Die Frage, was die Gesellschaft gegen Antisemitismus tun kann, stellt sich in diesen Tagen immer häufiger und drängender. Eine Antwort lautet: Begegnungen und Dialog verstärken, jüdisches Leben und jüdische Kultur in die Öffentlichkeit tragen, den kulturellen, wissenschaftlichen und wirtschaftlichen Beitrag der Juden in ihrer deutschen Heimat verdeutlichen.
In Thüringen spüren wir, dass sich Staat und Gesellschaft um das jüdische Erbe sorgen und die Landesgemeinde unterstützen. Es gibt etwa die Jüdisch-Israelischen Kulturtage, die Achava-Festspiele und den Yiddish Summer. Zugleich aber ringen wir mit Rechtsrock-Konzerten in Themar und mit der Thüringer AfD und ihrem hessischen Vorsitzenden Björn Höcke. Und wir müssen erleben, dass Antisemitismus auch da auftaucht, wo viele ihn nicht vermutet hätten – in der Hochkultur.

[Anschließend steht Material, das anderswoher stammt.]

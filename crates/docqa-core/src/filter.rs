//! Metadata filters: a conjunction of equality and range conditions.

use serde::{Deserialize, Serialize};
use std::cmp::Ordering;

use crate::error::{Error, Result};
use crate::payload::{FILENAME, SOURCE_DOCUMENT_ID, UPLOADED_AT};
use crate::types::{MetaValue, Metadata};

/// Payload fields that always hold strings.
const STRING_FIELDS: [&str; 3] = [FILENAME, SOURCE_DOCUMENT_ID, UPLOADED_AT];

/// Bounds of a range condition. Unset bounds are ignored.
#[derive(Debug, Clone, Default, PartialEq, Serialize, Deserialize)]
pub struct Range {
    pub gt: Option<MetaValue>,
    pub gte: Option<MetaValue>,
    pub lt: Option<MetaValue>,
    pub lte: Option<MetaValue>,
}

impl Range {
    pub fn gt(mut self, v: impl Into<MetaValue>) -> Self { self.gt = Some(v.into()); self }
    pub fn gte(mut self, v: impl Into<MetaValue>) -> Self { self.gte = Some(v.into()); self }
    pub fn lt(mut self, v: impl Into<MetaValue>) -> Self { self.lt = Some(v.into()); self }
    pub fn lte(mut self, v: impl Into<MetaValue>) -> Self { self.lte = Some(v.into()); self }

    fn contains(&self, value: &MetaValue) -> bool {
        let check = |bound: &Option<MetaValue>, ok: fn(Ordering) -> bool| match bound {
            None => true,
            Some(b) => value.compare(b).is_some_and(ok),
        };
        check(&self.gt, Ordering::is_gt)
            && check(&self.gte, Ordering::is_ge)
            && check(&self.lt, Ordering::is_lt)
            && check(&self.lte, Ordering::is_le)
    }

    /// The bounds as `(sql operator, value)` pairs.
    pub fn bounds(&self) -> Vec<(&'static str, &MetaValue)> {
        let mut out = Vec::new();
        if let Some(v) = &self.gt { out.push((">", v)); }
        if let Some(v) = &self.gte { out.push((">=", v)); }
        if let Some(v) = &self.lt { out.push(("<", v)); }
        if let Some(v) = &self.lte { out.push(("<=", v)); }
        out
    }
}

#[derive(Debug, Clone, PartialEq, Serialize, Deserialize)]
#[serde(rename_all = "snake_case")]
pub enum Match {
    Eq(MetaValue),
    Range(Range),
}

#[derive(Debug, Clone, PartialEq, Serialize, Deserialize)]
pub struct Condition {
    pub field: String,
    #[serde(flatten)]
    pub matcher: Match,
}

impl Condition {
    /// A missing field never satisfies a condition.
    pub fn matches(&self, fields: &Metadata) -> bool {
        let Some(value) = fields.get(&self.field) else { return false };
        match &self.matcher {
            Match::Eq(expected) => value.compare(expected) == Some(Ordering::Equal),
            Match::Range(range) => range.contains(value),
        }
    }
}

/// A chunk is eligible when every condition holds against its payload.
#[derive(Debug, Clone, Default, PartialEq, Serialize, Deserialize)]
pub struct Filter {
    pub conditions: Vec<Condition>,
}

impl Filter {
    pub fn new() -> Self { Self::default() }

    pub fn eq(mut self, field: impl Into<String>, value: impl Into<MetaValue>) -> Self {
        self.conditions.push(Condition { field: field.into(), matcher: Match::Eq(value.into()) });
        self
    }

    pub fn range(mut self, field: impl Into<String>, range: Range) -> Self {
        self.conditions.push(Condition { field: field.into(), matcher: Match::Range(range) });
        self
    }

    pub fn is_empty(&self) -> bool { self.conditions.is_empty() }

    pub fn matches(&self, fields: &Metadata) -> bool {
        self.conditions.iter().all(|c| c.matches(fields))
    }

    /// Parse `field=value` pairs as used on the command line. Values that
    /// parse as integers, floats or booleans are typed accordingly, except
    /// for string payload fields and values wrapped in double quotes.
    pub fn parse_pairs<S: AsRef<str>>(pairs: &[S]) -> Result<Self> {
        let mut filter = Filter::new();
        for pair in pairs {
            let pair = pair.as_ref();
            let (field, raw) = pair
                .split_once('=')
                .ok_or_else(|| Error::Config(format!("filter '{pair}' is not field=value")))?;
            let field = field.trim();
            if field.is_empty() {
                return Err(Error::Config(format!("filter '{pair}' has an empty field")));
            }
            let raw = raw.trim();
            let value = match raw.strip_prefix('"').and_then(|r| r.strip_suffix('"')) {
                Some(quoted) => MetaValue::Str(quoted.to_string()),
                None if STRING_FIELDS.contains(&field) => MetaValue::Str(raw.to_string()),
                None => parse_scalar(raw),
            };
            filter = filter.eq(field, value);
        }
        Ok(filter)
    }
}

fn parse_scalar(raw: &str) -> MetaValue {
    if let Ok(i) = raw.parse::<i64>() { return MetaValue::Int(i); }
    if let Ok(f) = raw.parse::<f64>() { return MetaValue::Float(f); }
    match raw {
        "true" => MetaValue::Bool(true),
        "false" => MetaValue::Bool(false),
        _ => MetaValue::Str(raw.to_string()),
    }
}

#[cfg(test)]
mod tests {
    use super::*;

    fn fields(pairs: &[(&str, MetaValue)]) -> Metadata {
        pairs.iter().map(|(k, v)| (k.to_string(), v.clone())).collect()
    }

    #[test]
    fn conjunction_requires_every_condition() {
        let f = Filter::new().eq("filename", "a.pdf").range("chunk_index", Range::default().gte(2_i64).lt(5_i64));
        assert!(f.matches(&fields(&[("filename", "a.pdf".into()), ("chunk_index", MetaValue::Int(3))])));
        assert!(!f.matches(&fields(&[("filename", "a.pdf".into()), ("chunk_index", MetaValue::Int(5))])));
        assert!(!f.matches(&fields(&[("filename", "b.pdf".into()), ("chunk_index", MetaValue::Int(3))])));
    }

    #[test]
    fn missing_field_and_mixed_kinds_do_not_match() {
        let f = Filter::new().eq("lang", "en");
        assert!(!f.matches(&Metadata::new()));
        let f = Filter::new().eq("page", 1_i64);
        assert!(!f.matches(&fields(&[("page", "1".into())])));
        assert!(f.matches(&fields(&[("page", MetaValue::Float(1.0))])));
    }

    #[test]
    fn empty_filter_matches_everything() {
        assert!(Filter::new().matches(&Metadata::new()));
    }

    #[test]
    fn parse_pairs_types_values() {
        let f = Filter::parse_pairs(&["filename=policy.pdf", "chunk_index=2", "draft=false"]).unwrap();
        assert_eq!(f.conditions.len(), 3);
        assert_eq!(f.conditions[1].matcher, Match::Eq(MetaValue::Int(2)));
        assert_eq!(f.conditions[2].matcher, Match::Eq(MetaValue::Bool(false)));
        assert!(Filter::parse_pairs(&["novalue"]).is_err());
    }

    #[test]
    fn parse_pairs_keeps_string_fields_and_quoted_values_as_strings() {
        let f = Filter::parse_pairs(&["filename=2024", "source_document_id=42", "version=\"7\"", "page=7"]).unwrap();
        assert_eq!(f.conditions[0].matcher, Match::Eq(MetaValue::from("2024")));
        assert_eq!(f.conditions[1].matcher, Match::Eq(MetaValue::from("42")));
        assert_eq!(f.conditions[2].matcher, Match::Eq(MetaValue::from("7")));
        assert_eq!(f.conditions[3].matcher, Match::Eq(MetaValue::Int(7)));
        assert!(f.conditions[..1].iter().all(|c| c.matches(&fields(&[("filename", "2024".into())]))));
    }
}
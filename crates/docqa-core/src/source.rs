//! Plain-text document source backed by the local filesystem.

use async_trait::async_trait;
use std::path::{Path, PathBuf};

use crate::error::{Error, Result};
use crate::traits::DocumentSource;

/// Reads `.txt` files, falling back to lossy UTF-8 for invalid bytes.
/// Relative locations resolve against `base_dir`.
#[derive(Debug, Clone, Default)]
pub struct FileSource {
    base_dir: Option<PathBuf>,
}

impl FileSource {
    pub fn new() -> Self { Self::default() }

    pub fn with_base_dir(base_dir: impl Into<PathBuf>) -> Self {
        Self { base_dir: Some(base_dir.into()) }
    }

    fn resolve(&self, location: &str) -> PathBuf {
        match &self.base_dir {
            Some(base) => crate::config::resolve_with_base(base, location),
            None => crate::config::expand_path(location),
        }
    }

    /// Every `.txt` file under `root`, sorted by path.
    pub fn list_txt_files(root: &Path) -> Vec<PathBuf> {
        let mut txt_files: Vec<PathBuf> = walkdir::WalkDir::new(root)
            .into_iter()
            .filter_map(|e| e.ok())
            .filter(|e| e.file_type().is_file())
            .filter(|e| e.path().extension().and_then(|s| s.to_str()) == Some("txt"))
            .map(|e| e.path().to_path_buf())
            .collect();
        txt_files.sort();
        txt_files
    }
}

#[async_trait]
impl DocumentSource for FileSource {
    async fn fetch(&self, location: &str) -> Result<String> {
        let path = self.resolve(location);
        let bytes = tokio::fs::read(&path).await.map_err(|e| match e.kind() {
            std::io::ErrorKind::NotFound => Error::NotFound(path.display().to_string()),
            _ => Error::Upstream(format!("reading {}: {e}", path.display())),
        })?;
        match String::from_utf8(bytes) {
            Ok(text) => Ok(text),
            Err(e) => Ok(String::from_utf8_lossy(e.as_bytes()).into_owned()),
        }
    }
}
use serde::{Deserialize, Serialize};

use crate::error::{Error, Result};
use crate::types::{Chunk, Metadata};

/// Window size and overlap, both counted in whitespace-delimited tokens.
#[derive(Debug, Clone, Copy, PartialEq, Eq, Serialize, Deserialize)]
#[serde(default)]
pub struct ChunkingConfig {
    pub chunk_size: usize,
    pub overlap: usize,
}

impl Default for ChunkingConfig {
    fn default() -> Self {
        Self { chunk_size: 100, overlap: 20 }
    }
}

impl ChunkingConfig {
    pub fn new(chunk_size: usize, overlap: usize) -> Self {
        Self { chunk_size, overlap }
    }

    /// `overlap >= chunk_size` would never advance the window.
    pub fn validate(&self) -> Result<()> {
        if self.chunk_size == 0 {
            return Err(Error::Config("chunk_size must be greater than 0".into()));
        }
        if self.overlap >= self.chunk_size {
            return Err(Error::Config(format!(
                "overlap ({}) must be smaller than chunk_size ({})",
                self.overlap, self.chunk_size
            )));
        }
        Ok(())
    }

    fn step(&self) -> usize {
        self.chunk_size - self.overlap
    }
}

/// Splits text into overlapping fixed-size token windows.
#[derive(Debug, Clone, Copy)]
pub struct Chunker {
    config: ChunkingConfig,
}

impl Chunker {
    pub fn new(config: ChunkingConfig) -> Result<Self> {
        config.validate()?;
        Ok(Self { config })
    }

    pub fn config(&self) -> ChunkingConfig {
        self.config
    }

    /// Chunk texts in document order. Empty or whitespace-only input yields no
    /// chunks; input shorter than one window yields exactly one.
    pub fn split(&self, text: &str) -> Vec<String> {
        let words: Vec<&str> = text.split_whitespace().collect();
        let mut chunks = Vec::new();
        let mut start = 0;
        while start < words.len() {
            let end = (start + self.config.chunk_size).min(words.len());
            chunks.push(words[start..end].join(" "));
            if end >= words.len() {
                break;
            }
            start += self.config.step();
        }
        chunks
    }
}

/// Convenience wrapper validating the parameters on every call.
pub fn chunk(text: &str, chunk_size: usize, overlap: usize) -> Result<Vec<String>> {
    Ok(Chunker::new(ChunkingConfig::new(chunk_size, overlap))?.split(text))
}

/// A transient document: its text and the ordered chunks cut from it.
#[derive(Debug, Clone)]
pub struct Document {
    pub text: String,
    pub chunks: Vec<Chunk>,
}

impl Document {
    /// Chunk `text`; every chunk inherits `metadata` and gets an empty vector
    /// until [`Document::attach_vectors`] is called.
    pub fn split(source_document_id: &str, text: &str, chunker: &Chunker, metadata: &Metadata) -> Self {
        let chunks = chunker
            .split(text)
            .into_iter()
            .enumerate()
            .map(|(chunk_index, chunk_text)| Chunk {
                id: None,
                text: chunk_text,
                source_document_id: source_document_id.to_string(),
                chunk_index,
                vector: Vec::new(),
                metadata: metadata.clone(),
            })
            .collect();
        Self { text: text.to_string(), chunks }
    }

    pub fn texts(&self) -> Vec<String> {
        self.chunks.iter().map(|c| c.text.clone()).collect()
    }

    pub fn attach_vectors(&mut self, vectors: Vec<Vec<f32>>) -> Result<()> {
        if vectors.len() != self.chunks.len() {
            return Err(Error::Upstream(format!(
                "expected {} vectors, got {}",
                self.chunks.len(),
                vectors.len()
            )));
        }
        for (chunk, vector) in self.chunks.iter_mut().zip(vectors) {
            chunk.vector = vector;
        }
        Ok(())
    }
}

mantra In der »Thüringer Allgemeinen« und der »Thüringer Landeszeitung« hat die Musikkritikerin Ursula Mielke am 23. Juli unter dem Titel »Mantra für den Frieden« den Leiter des Yiddish Summer, Alan Bern, und das Wesen des Kadya-Jugendchorprojekts unter Leitung von Yair Dalal angegriffen. Zur Kultur des Yiddish Summer gab sie zu verstehen: »Künstlich muss man nichts, aber auch gar nichts am Leben erhalten.«
Mielke begreift in ihrer geschmacklosen Philippika die Ursache für die Thüringer Festivals zu jüdischer Kultur nicht als Wesenszug unserer Demokratie, sondern sie sieht sie im Fehlen eines Schlussstrichs unter die Gräuel des Holocaust – »weil alle Welt glaubt, dass wir Deutschen immer noch humanitäre Schulden aus dem Zweiten Weltkrieg zu begleichen hätten«.
erinnerungskultur Ausgerechnet in die feuilletonistische Betrachtung eines jüdischen Musikfestivals werden AfD-Thesen zur 180-Grad-Wende in der Erinnerungskultur platziert.
Beide Zeitungen haben sich mittlerweile entschuldigt, sie hätten die Äußerungen übersehen, weil sie sie nicht in einer Konzertkritik vermutet hatten. Zudem wird Frau Mielke künftig für die Blätter des Verlags nicht mehr schreiben. Dass die Entschuldigungen der Chefredaktionen ehrlich sind, glaube ich.
Doch ist Kritik berechtigt und hilfreich. Denn der Fall zeigt: Antisemitismus taucht überall auf.
Der Autor ist Vorsitzender der Jüdischen Landesgemeinde Thüringen in Erfurt.